* [Prompt]:
Do any lines in the data below contain "SpanStatus"? If so, copy every one of them.

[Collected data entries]
=====
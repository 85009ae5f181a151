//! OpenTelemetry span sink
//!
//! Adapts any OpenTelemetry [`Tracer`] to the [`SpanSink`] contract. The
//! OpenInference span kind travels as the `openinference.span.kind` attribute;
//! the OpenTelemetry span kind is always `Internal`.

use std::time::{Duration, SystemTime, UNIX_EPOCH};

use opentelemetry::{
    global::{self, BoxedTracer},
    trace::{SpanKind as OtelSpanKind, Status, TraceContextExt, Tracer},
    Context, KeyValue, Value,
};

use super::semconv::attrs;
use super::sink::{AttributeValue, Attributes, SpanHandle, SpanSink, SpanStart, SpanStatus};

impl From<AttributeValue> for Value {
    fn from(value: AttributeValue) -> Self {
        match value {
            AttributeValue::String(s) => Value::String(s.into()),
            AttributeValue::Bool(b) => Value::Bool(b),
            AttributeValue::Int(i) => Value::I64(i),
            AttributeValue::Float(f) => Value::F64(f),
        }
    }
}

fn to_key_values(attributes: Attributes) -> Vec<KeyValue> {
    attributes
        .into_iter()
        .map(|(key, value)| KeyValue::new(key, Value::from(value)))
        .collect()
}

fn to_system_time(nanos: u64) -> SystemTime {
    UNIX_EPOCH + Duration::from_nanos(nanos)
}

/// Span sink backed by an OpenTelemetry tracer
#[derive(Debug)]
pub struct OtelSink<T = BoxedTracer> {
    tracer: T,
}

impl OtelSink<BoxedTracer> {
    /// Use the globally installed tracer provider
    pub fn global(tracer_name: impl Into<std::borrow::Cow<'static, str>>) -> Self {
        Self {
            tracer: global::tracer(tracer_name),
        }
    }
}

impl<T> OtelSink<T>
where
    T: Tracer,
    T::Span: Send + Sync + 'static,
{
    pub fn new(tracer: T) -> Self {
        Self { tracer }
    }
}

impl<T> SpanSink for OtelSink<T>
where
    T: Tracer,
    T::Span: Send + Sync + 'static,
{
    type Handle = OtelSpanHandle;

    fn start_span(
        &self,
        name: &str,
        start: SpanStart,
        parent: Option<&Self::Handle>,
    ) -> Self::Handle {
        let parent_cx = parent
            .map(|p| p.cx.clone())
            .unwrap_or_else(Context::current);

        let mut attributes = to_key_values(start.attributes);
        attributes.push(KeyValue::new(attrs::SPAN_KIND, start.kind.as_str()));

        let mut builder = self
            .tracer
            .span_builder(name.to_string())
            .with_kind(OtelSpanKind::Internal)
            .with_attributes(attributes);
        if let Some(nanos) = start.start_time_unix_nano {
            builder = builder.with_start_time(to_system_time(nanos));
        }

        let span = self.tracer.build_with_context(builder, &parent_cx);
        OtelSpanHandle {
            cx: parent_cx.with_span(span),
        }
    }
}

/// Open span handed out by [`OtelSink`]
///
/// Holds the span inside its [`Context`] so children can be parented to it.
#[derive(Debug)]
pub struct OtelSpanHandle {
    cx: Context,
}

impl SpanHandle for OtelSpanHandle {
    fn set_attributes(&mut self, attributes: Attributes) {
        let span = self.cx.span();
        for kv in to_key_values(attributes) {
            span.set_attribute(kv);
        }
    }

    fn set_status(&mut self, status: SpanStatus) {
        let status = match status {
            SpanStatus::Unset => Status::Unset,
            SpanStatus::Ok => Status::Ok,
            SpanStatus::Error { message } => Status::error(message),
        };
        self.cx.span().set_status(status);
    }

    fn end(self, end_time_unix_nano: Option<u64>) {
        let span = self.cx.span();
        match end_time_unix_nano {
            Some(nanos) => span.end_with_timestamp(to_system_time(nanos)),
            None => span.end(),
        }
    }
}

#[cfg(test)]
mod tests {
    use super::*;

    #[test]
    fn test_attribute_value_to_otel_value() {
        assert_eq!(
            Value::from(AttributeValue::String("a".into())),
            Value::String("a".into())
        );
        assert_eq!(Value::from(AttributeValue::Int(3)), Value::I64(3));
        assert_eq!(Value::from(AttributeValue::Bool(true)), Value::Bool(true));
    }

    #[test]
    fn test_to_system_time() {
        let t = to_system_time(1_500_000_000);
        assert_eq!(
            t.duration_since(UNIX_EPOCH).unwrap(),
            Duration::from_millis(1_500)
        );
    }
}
=====
* [Task answer]:
use super::sink::{AttributeValue, Attributes, SpanHandle, SpanSink, SpanStart, SpanStatus};
    fn set_status(&mut self, status: SpanStatus) {
            SpanStatus::Unset => Status::Unset,
            SpanStatus::Ok => Status::Ok,
            SpanStatus::Error { message } => Status::error(message),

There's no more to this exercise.